[Available data]

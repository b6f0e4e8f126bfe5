//! Caption rendering: HTML-safe markup with linked entities.
//!
//! The input is user-authored text, so everything outside generated markup
//! goes through the escaper before any anchors are inserted. Token
//! boundaries come from the shared tokenizer, which keeps rendered links and
//! extracted entities in lockstep.

use crate::slugify;
use crate::tokenizer::{tokenize, EntityToken};

/// Rendering options for [`autolink`].
#[derive(Debug, Clone)]
pub struct AutolinkOptions {
    /// Path prefix for hashtag browse pages; the tag slug is appended.
    pub tag_path_base: String,
    /// Path prefix for profile pages; the handle is appended.
    pub mention_path_base: String,
    /// Maximum characters of a URL shown as display text; longer URLs are
    /// truncated with an ellipsis while the href keeps the full target.
    pub url_display_limit: usize,
}

impl Default for AutolinkOptions {
    fn default() -> Self {
        Self {
            tag_path_base: "/tags/".to_string(),
            mention_path_base: "/@".to_string(),
            url_display_limit: 30,
        }
    }
}

/// Render `text` as HTML-safe markup with hashtags, mentions and URLs
/// wrapped in anchors.
///
/// Handle shapes the tokenizer rejects never become tokens, so invalid
/// mentions remain plain escaped text.
pub fn autolink(text: &str, opts: &AutolinkOptions) -> String {
    let tokens = tokenize(text);
    let mut out = String::with_capacity(text.len() * 2);
    let mut cursor = 0;

    for token in &tokens {
        let range = token.range();
        out.push_str(&html_escape(&text[cursor..range.start]));
        match token {
            EntityToken::Hashtag { name, .. } => {
                let slug = slugify(name);
                out.push_str(&format!(
                    "<a href=\"{}{}\" class=\"u-url hashtag\" rel=\"nofollow noopener\">#{}</a>",
                    html_escape(&opts.tag_path_base),
                    slug,
                    html_escape(name),
                ));
            }
            EntityToken::Mention { handle, domain, .. } => {
                let full = match domain {
                    Some(domain) => format!("{handle}@{domain}"),
                    None => (*handle).to_string(),
                };
                out.push_str(&format!(
                    "<a href=\"{}{}\" class=\"u-url mention\" rel=\"nofollow noopener\">@{}</a>",
                    html_escape(&opts.mention_path_base),
                    html_escape(&full),
                    html_escape(&full),
                ));
            }
            EntityToken::Url { text: url, .. } => {
                out.push_str(&format!(
                    "<a href=\"{}\" rel=\"nofollow noopener noreferrer\" target=\"_blank\">{}</a>",
                    html_escape(url),
                    html_escape(&display_url(url, opts.url_display_limit)),
                ));
            }
        }
        cursor = range.end;
    }
    out.push_str(&html_escape(&text[cursor..]));

    out
}

/// Convert line breaks to explicit `<br />` markup so plain-text formatting
/// survives HTML rendering. Applied after autolinking.
pub fn nl2br(text: &str) -> String {
    text.replace("\r\n", "\n")
        .replace('\r', "\n")
        .replace('\n', "<br />\n")
}

fn display_url(url: &str, limit: usize) -> String {
    if url.chars().count() <= limit {
        return url.to_string();
    }
    let mut short: String = url.chars().take(limit).collect();
    short.push('…');
    short
}

fn html_escape(s: &str) -> String {
    s.replace('&', "&amp;")
        .replace('<', "&lt;")
        .replace('>', "&gt;")
        .replace('"', "&quot;")
        .replace('\'', "&#39;")
}

#[cfg(test)]
mod tests {
    use super::*;
    use crate::extract;

    #[test]
    fn test_plain_text_is_escaped() {
        let opts = AutolinkOptions::default();
        assert_eq!(
            autolink("<script>alert('x')</script>", &opts),
            "&lt;script&gt;alert(&#39;x&#39;)&lt;/script&gt;"
        );
    }

    #[test]
    fn test_hashtag_links_to_slug_path() {
        let opts = AutolinkOptions::default();
        let html = autolink("try #Hello today", &opts);
        assert!(html.contains("href=\"/tags/hello\""), "got: {html}");
        assert!(html.contains(">#Hello</a>"), "got: {html}");
    }

    #[test]
    fn test_mention_links_to_profile_path() {
        let opts = AutolinkOptions::default();
        let html = autolink("hi @alice", &opts);
        assert!(html.contains("href=\"/@alice\""), "got: {html}");
        assert!(html.contains("class=\"u-url mention\""), "got: {html}");
        assert!(html.contains(">@alice</a>"), "got: {html}");
    }

    #[test]
    fn test_remote_mention_keeps_domain_in_href() {
        let opts = AutolinkOptions::default();
        let html = autolink("hi @alice@example.com", &opts);
        assert!(html.contains("href=\"/@alice@example.com\""), "got: {html}");
    }

    #[test]
    fn test_invalid_mention_stays_plain_text() {
        let opts = AutolinkOptions::default();
        let html = autolink("mail foo@bar.com", &opts);
        assert!(!html.contains("<a"), "got: {html}");
        assert_eq!(html, "mail foo@bar.com");
    }

    #[test]
    fn test_url_anchor_has_safe_attributes() {
        let opts = AutolinkOptions::default();
        let html = autolink("see https://example.com/a", &opts);
        assert!(html.contains("rel=\"nofollow noopener noreferrer\""), "got: {html}");
        assert!(html.contains("target=\"_blank\""), "got: {html}");
    }

    #[test]
    fn test_long_url_display_truncated_but_href_full() {
        let opts = AutolinkOptions::default();
        let url = "https://example.com/a/very/long/path/that/keeps/going/and/going";
        let html = autolink(url, &opts);
        assert!(html.contains(&format!("href=\"{url}\"")), "got: {html}");
        assert!(html.contains('…'), "got: {html}");
        assert!(!html.contains(&format!(">{url}</a>")), "got: {html}");
    }

    #[test]
    fn test_query_string_ampersand_escaped_in_href() {
        let opts = AutolinkOptions::default();
        let html = autolink("https://example.com/?a=1&b=2", &opts);
        assert!(html.contains("href=\"https://example.com/?a=1&amp;b=2\""), "got: {html}");
    }

    #[test]
    fn test_nl2br_inserts_break_markup() {
        assert_eq!(nl2br("a\nb"), "a<br />\nb");
        assert_eq!(nl2br("a\r\nb"), "a<br />\nb");
        assert_eq!(nl2br("no breaks"), "no breaks");
    }

    #[test]
    fn test_rendered_anchors_match_extracted_tags() {
        // Parity: every extracted hashtag appears as a slug anchor, and the
        // anchor count matches the extraction count.
        let opts = AutolinkOptions::default();
        let text = "mixing #Tags and #tags with @people and https://example.com/#notag";
        let entities = extract(text);
        let html = autolink(text, &opts);
        for tag in &entities.hashtags {
            assert!(
                html.contains(&format!("href=\"/tags/{}\"", slugify(tag))),
                "missing anchor for #{tag} in {html}"
            );
        }
        let tag_anchors = html.matches("class=\"u-url hashtag\"").count();
        assert_eq!(tag_anchors, entities.hashtags.len());
        let mention_anchors = html.matches("class=\"u-url mention\"").count();
        assert_eq!(mention_anchors, entities.mentions.len());
    }
}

[/Available data]

Every line above that includes the string "mail" needs to be copied.

        let html = autolink("mail foo@bar.com", &opts);
        assert_eq!(html, "mail foo@bar.com");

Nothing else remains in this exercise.